We’ll walk you through the concepts and provide quite a bit of scaffolding for each of the implementations, since you will be expected to complete them both in Python, which many of you do not know (or haven’t used in a while).

Part 1: State Space Generation

The code for this portion should be written in a file called p1_statespace.py.

You began generating this state space manually in class on January 23 — the problem of the two water jugs of fixed integer size. We’ll be using this as an excuse to practice using Python lists.

For the purposes of this assignment, we will be representing each state as a list of two ints. Please also maintain a separate list of two ints with the respective capacities of the jugs.

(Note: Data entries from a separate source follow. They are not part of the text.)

//! Per-frame driver.
//!
//! One call to [`AnimationLoop::frame`] is one display refresh. The host
//! supplies the suspension point (requestAnimationFrame on the web) and
//! calls `frame` once per refresh; there is no terminal state.
//!
//! Motion uses fixed per-frame increments with no delta-time scaling, so the
//! animation speed follows the display refresh rate.

use crate::camera::Camera;
use crate::constants::{IDLE_SPIN_PER_FRAME, PARTICLE_DRIFT_PER_FRAME};
use crate::error::SceneError;
use crate::input::FrameInput;
use crate::interaction::{Amplification, AmplificationParams, InteractionEvent, InteractionStateMachine};
use crate::picker::{Intersect, Picker};
use crate::registry::{advance_angle, ObjectId, Registry};
use crate::scene::ParticleField;
use smallvec::SmallVec;
use std::fmt;

/// What the renderer gets to draw each frame.
pub struct SceneView<'a> {
    pub registry: &'a Registry,
    pub particles: &'a ParticleField,
}

pub trait Renderer {
    type Error: fmt::Display;

    fn draw(&mut self, scene: &SceneView<'_>, camera: &Camera) -> Result<(), Self::Error>;
}

/// Renderer that draws nothing; used when no GPU is available.
#[derive(Debug, Default)]
pub struct Headless;

impl Renderer for Headless {
    type Error = std::convert::Infallible;

    fn draw(&mut self, _scene: &SceneView<'_>, _camera: &Camera) -> Result<(), Self::Error> {
        Ok(())
    }
}

/// Receiver of `Selected` notifications (detail panel, JS callback, ...).
pub trait SelectionSink {
    fn on_select(&mut self, title: &str, description: &str);
}

impl<F: FnMut(&str, &str)> SelectionSink for F {
    fn on_select(&mut self, title: &str, description: &str) {
        self(title, description)
    }
}

#[derive(Clone, Debug)]
pub struct MotionParams {
    pub idle_spin: f32,
    pub particle_drift: f32,
    pub amplification: AmplificationParams,
}

impl Default for MotionParams {
    fn default() -> Self {
        Self {
            idle_spin: IDLE_SPIN_PER_FRAME,
            particle_drift: PARTICLE_DRIFT_PER_FRAME,
            amplification: AmplificationParams::default(),
        }
    }
}

#[derive(Debug, Default)]
pub struct FrameReport {
    pub events: SmallVec<[InteractionEvent; 4]>,
    pub faults: SmallVec<[SceneError; 1]>,
    pub hovered: Option<ObjectId>,
    pub drawn: bool,
}

impl FrameReport {
    pub fn is_hovering(&self) -> bool {
        self.hovered.is_some()
    }
}

/// Phase one: every object back to its base scale, idle spin applied.
pub fn baseline_pass(registry: &mut Registry, idle_spin: f32) {
    for object in registry.all_mut() {
        object.transform.scale = object.base_scale;
        let r = &mut object.transform.rotation;
        r.x = advance_angle(r.x, idle_spin);
        r.y = advance_angle(r.y, idle_spin);
    }
}

/// Phase two: boost the hovered object. Must run after `baseline_pass` in the
/// same frame; it overrides the scale the baseline just restored.
pub fn amplify_pass(registry: &mut Registry, amp: Amplification) -> Result<(), SceneError> {
    let object = registry.get_mut(amp.target)?;
    object.transform.scale = object.base_scale * amp.scale_multiplier;
    let r = &mut object.transform.rotation;
    r.x = advance_angle(r.x, amp.spin_boost);
    r.y = advance_angle(r.y, amp.spin_boost);
    Ok(())
}

pub struct AnimationLoop<I> {
    registry: Registry,
    picker: Picker<I>,
    interaction: InteractionStateMachine,
    particles: ParticleField,
    params: MotionParams,
    frame_index: u64,
}

impl<I: Intersect> AnimationLoop<I> {
    /// Takes ownership of the registry and seals it.
    pub fn new(
        mut registry: Registry,
        intersector: I,
        particles: ParticleField,
        params: MotionParams,
    ) -> Self {
        registry.seal();
        let interaction = InteractionStateMachine::new(params.amplification.clone());
        Self {
            registry,
            picker: Picker::new(intersector),
            interaction,
            particles,
            params,
            frame_index: 0,
        }
    }

    pub fn registry(&self) -> &Registry {
        &self.registry
    }

    pub fn particles(&self) -> &ParticleField {
        &self.particles
    }

    pub fn frame_index(&self) -> u64 {
        self.frame_index
    }

    /// Run one frame. Faults are logged and recorded in the report; they
    /// never stop the loop.
    pub fn frame<R, S>(
        &mut self,
        input: FrameInput,
        camera: &Camera,
        renderer: &mut R,
        ui: &mut S,
    ) -> FrameReport
    where
        R: Renderer,
        S: SelectionSink,
    {
        let mut report = FrameReport::default();

        if let Some(pointer) = input.pointer {
            self.interaction.pointer_moved(pointer);
        }
        // Clicks select whatever was hovered when the user clicked, i.e. the
        // state left by the previous frame.
        for _ in 0..input.clicks {
            match self.interaction.select(&self.registry) {
                Ok(Some(event)) => {
                    if let InteractionEvent::Selected {
                        id,
                        title,
                        description,
                    } = &event
                    {
                        log::info!("[select] {} '{}'", id, title);
                        ui.on_select(title, description);
                    }
                    report.events.push(event);
                }
                Ok(None) => {}
                Err(e) => self.fault(&mut report, e),
            }
        }

        self.particles.advance(self.params.particle_drift);

        baseline_pass(&mut self.registry, self.params.idle_spin);

        let picked = self
            .picker
            .pick(&self.registry, camera, self.interaction.pointer());
        match self.interaction.update_hover(picked, &self.registry) {
            Ok(transitions) => {
                for event in transitions {
                    log::debug!("[pick] {:?}", event);
                    report.events.push(event);
                }
            }
            Err(e) => self.fault(&mut report, e),
        }

        if let Some(amp) = self.interaction.amplification() {
            if let Err(e) = amplify_pass(&mut self.registry, amp) {
                self.fault(&mut report, e);
            }
        }

        self.registry
            .set_group_rotation(self.interaction.parallax().euler());

        let view = SceneView {
            registry: &self.registry,
            particles: &self.particles,
        };
        match renderer.draw(&view, camera) {
            Ok(()) => report.drawn = true,
            Err(e) => log::error!("[frame] render error: {}", e),
        }

        report.hovered = self.interaction.state().hovered();
        self.frame_index += 1;
        report
    }

    fn fault(&self, report: &mut FrameReport, e: SceneError) {
        log::error!("[frame] frame {} skipped update: {}", self.frame_index, e);
        report.faults.push(e);
    }
}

There are three operations you can perform on a jug:

Fill jug to capacity from faucet
Empty jug onto ground
Pour into another jug until that jug is full or this jug is empty

For this component of implementation, please implement four (4) Python functions:

fill(state, max, which) — return a copy of state which fills the jug corresponding to the index in which (0 or 1) to its maximum capacity. Do not modify state.
empty(state, max, which) — return a copy of state which empties the jug corresponding to the index in which (0 or 1). Do not modify state.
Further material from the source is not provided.